KTMJ-CD, as a Junction City-based station, began broadcasting local news programming in 1988, running news updates focusing on Junction City and Manhattan; the station launched a half-hour prime time newscast at 9 p.m. in 1995. After KTMJ moved its call letters and operations to Topeka in 2001, the station canceled its prime time newscast, replacing it with 60- to 90-second news updates on an hourly basis from 8 a.m. to 2 a.m., anchored primarily by KTMJ news director Gary Brauer.

In April 2007, KTMJ began airing newscasts from fellow Fox affiliate WDAF-TV in Kansas City, simulcasting that station's weekday morning and nightly 9 p.m. newscasts. Following New Vision's purchase of KTMJ-CA, KSNT decided to launch Topeka-focused newscasts produced specifically for the station; on October 31, 2008, KSNT replaced the WDAF morning news simulcast with Good Day Live, a two-hour weekday morning newscast at 7 a.m., using anchors and meteorologists seen on KSNT's morning newscast. Four months later on February 10, 2009, the prime time news simulcast from WDAF was replaced by a half-hour newscast at 9 p.m. on Monday through Friday evenings.

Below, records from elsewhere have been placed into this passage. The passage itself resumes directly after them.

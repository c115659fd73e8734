//! URL slugs for products, categories and combos.

use core::fmt;

use serde::{Deserialize, Serialize};

#[derive(thiserror::Error, Debug, Clone, PartialEq, Eq)]
pub enum SlugError {
    #[error("slug cannot be empty")]
    Empty,
    #[error("slug must be at most {max} characters")]
    TooLong { max: usize },
    #[error("slug may only contain lowercase letters, digits and single hyphens")]
    InvalidCharacters,
}

/// A URL-safe identifier such as `zomerjurk-linnen`.
///
/// ```
/// use jouwwinkel_core::Slug;
///
/// assert_eq!(Slug::from_title("Crème Brûlée & Co!").unwrap().as_str(), "creme-brulee-co");
/// assert!(Slug::parse("Bad Slug").is_err());
/// ```
#[derive(Debug, Clone, Serialize, Deserialize, PartialEq, Eq, Hash)]
#[serde(try_from = "String", into = "String")]
pub struct Slug(String);

impl Slug {
    pub const MAX_LENGTH: usize = 96;

    /// Validate an already-slugified string.
    ///
    /// # Errors
    ///
    /// Returns [`SlugError`] for empty, over-long or malformed input.
    pub fn parse(s: &str) -> Result<Self, SlugError> {
        if s.is_empty() {
            return Err(SlugError::Empty);
        }
        if s.len() > Self::MAX_LENGTH {
            return Err(SlugError::TooLong {
                max: Self::MAX_LENGTH,
            });
        }
        let chars_ok = s
            .bytes()
            .all(|b| b.is_ascii_lowercase() || b.is_ascii_digit() || b == b'-');
        if !chars_ok || s.starts_with('-') || s.ends_with('-') || s.contains("--") {
            return Err(SlugError::InvalidCharacters);
        }
        Ok(Self(s.to_owned()))
    }

    /// Build a slug from free text, folding common accents and collapsing
    /// everything else into single hyphens.
    ///
    /// # Errors
    ///
    /// Returns [`SlugError::Empty`] when nothing slug-worthy remains.
    pub fn from_title(title: &str) -> Result<Self, SlugError> {
        let mut out = String::with_capacity(title.len());
        let mut pending_hyphen = false;

        let mut buf = [0; 4];
        for c in title.chars().flat_map(char::to_lowercase) {
            let folded: &str = match fold_accent(c) {
                Some(ascii) => ascii,
                None => c.encode_utf8(&mut buf),
            };
            if folded.bytes().all(|b| b.is_ascii_alphanumeric()) {
                if pending_hyphen && !out.is_empty() {
                    out.push('-');
                }
                pending_hyphen = false;
                out.push_str(folded);
            } else {
                pending_hyphen = true;
            }
            if out.len() >= Self::MAX_LENGTH {
                break;
            }
        }

        out.truncate(Self::MAX_LENGTH);
        let trimmed = out.trim_end_matches('-');
        Self::parse(trimmed)
    }

    #[must_use]
    pub fn as_str(&self) -> &str {
        &self.0
    }
}

/// ASCII spelling of a lowercase letter outside ASCII.
fn fold_accent(c: char) -> Option<&'static str> {
    let ascii = match c {
        'à' | 'á' | 'â' | 'ä' | 'ã' | 'å' | 'ā' | 'ą' => "a",
        'è' | 'é' | 'ê' | 'ë' | 'ē' | 'ę' | 'ě' => "e",
        'ì' | 'í' | 'î' | 'ï' | 'ī' | 'ı' => "i",
        'ò' | 'ó' | 'ô' | 'ö' | 'õ' | 'ø' | 'ō' | 'ő' => "o",
        'ù' | 'ú' | 'û' | 'ü' | 'ū' | 'ů' | 'ű' => "u",
        'ç' | 'ć' | 'č' => "c",
        'ñ' | 'ń' | 'ň' => "n",
        'ÿ' | 'ý' => "y",
        'ś' | 'š' | 'ş' => "s",
        'ź' | 'ż' | 'ž' => "z",
        'ð' | 'đ' | 'ď' => "d",
        'ğ' => "g",
        'ł' | 'ľ' => "l",
        'ř' => "r",
        'ť' => "t",
        'ß' => "ss",
        'æ' => "ae",
        'œ' => "oe",
        'ĳ' => "ij",
        'þ' => "th",
        _ => return None,
    };
    Some(ascii)
}

impl fmt::Display for Slug {
    fn fmt(&self, f: &mut fmt::Formatter<'_>) -> fmt::Result {
        f.write_str(&self.0)
    }
}

impl TryFrom<String> for Slug {
    type Error = SlugError;

    fn try_from(value: String) -> Result<Self, Self::Error> {
        Self::parse(&value)
    }
}

impl From<Slug> for String {
    fn from(slug: Slug) -> Self {
        slug.0
    }
}

impl AsRef<str> for Slug {
    fn as_ref(&self) -> &str {
        &self.0
    }
}

#[cfg(test)]
#[allow(clippy::unwrap_used)]
mod tests {
    use super::*;

    #[test]
    fn test_from_title() {
        assert_eq!(Slug::from_title("Zomer Jurk").unwrap().as_str(), "zomer-jurk");
        assert_eq!(
            Slug::from_title("  T-shirt -- 100% katoen ").unwrap().as_str(),
            "t-shirt-100-katoen"
        );
        assert_eq!(Slug::from_title("Café Noël").unwrap().as_str(), "cafe-noel");
        assert_eq!(Slug::from_title("Straße").unwrap().as_str(), "strasse");
        assert_eq!(Slug::from_title("Œuvre Ærø").unwrap().as_str(), "oeuvre-aero");
        assert_eq!(Slug::from_title("Łódź").unwrap().as_str(), "lodz");
        assert_eq!(Slug::from_title("!!!"), Err(SlugError::Empty));
    }

    #[test]
    fn test_from_title_truncates() {
        let slug = Slug::from_title(&"ab ".repeat(80)).unwrap();
        assert!(slug.as_str().len() <= Slug::MAX_LENGTH);
        assert!(!slug.as_str().ends_with('-'));
    }

    #[test]
    fn test_parse_rejects_malformed() {
        assert!(Slug::parse("ok-slug-2").is_ok());
        assert_eq!(Slug::parse(""), Err(SlugError::Empty));
        assert_eq!(Slug::parse("Upper"), Err(SlugError::InvalidCharacters));
        assert_eq!(Slug::parse("-lead"), Err(SlugError::InvalidCharacters));
        assert_eq!(Slug::parse("double--dash"), Err(SlugError::InvalidCharacters));
    }
}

As a result of KTKA's sale to PBC Broadcasting and local marketing agreement with then-KSNT owner New Vision Television, KSNT took over production of KTKA's newscasts, using existing staff from both stations. Newscasts on KSNT, KTKA and KTMJ were relaunched on July 30, under the uniform branding Kansas First News, consisting of the existing KTKA and KTMJ newscasts as well as news simulcasts between KTKA and KSNT; On May 4, 2013, KSNT and KTKA respectively became the second and third (and last) television stations in the Topeka market to begin broadcasting its local newscasts in high definition; the morning and prime time newscasts on KTMJ were included in the upgrade.

On January 26, 2015, KSNT quietly dropped the Kansas First News brand, with the introduction of a new graphics package and news set, as well as a uniform logo scheme for all three stations (consisting of only the station's respective call letters and the logo of their affiliated network; the Fox wordmark in the case of KTMJ-CD), with newscasts on KSNT, KTMJ and KTKA being rebranded as KSNT News. Subsequently, on January 30, KTMJ expanded its 9 p.m. newscast to Saturday and Sunday evenings.

== Technical information ==
=== Subchannels ===
The station's signal is multiplexed:

Subchannels of KTMJ-CD
| Channel | Res. | Short name | Programming |
| 43.1 | 720p | KTMJ | Fox |
| 43.2 | 480i | Escape | Ion Mystery |
| 43.3 | Grit | Grit |
| 43.4 | Laff | Laff |

===Analog-to-digital transition===
On September 1, 2010, KTMJ-CA filed an application with the Federal Communications Commission to flash-cut its digital signal into operation on its existing analog allocation on UHF channel 43; the FCC granted a construction permit to build the digital transmitter facility for KTMJ on September 28. On September 29, 2011, KTMJ-CA began broadcasting its programming in high definition.

===Former translators===
KTMJ-CD operated a translator station that relayed the station's signal to the majority of the Topeka market. KTLJ originally held the KTMJ-CA (originally K06KZ from 1982 to 1995 and KTMJ-LP from 1995 to 2001) call letters, before the channel 43 signal in Topeka took over as the main station. KTLJ-CA had an application to broadcast its digital signal on UHF channel 46 from a transmitter on a tower located off of Liberty Hall Road (west of Junction City) currently occupied by University of Kansas–owned radio station KANV (91.3 FM). The license was canceled on June 1, 2014.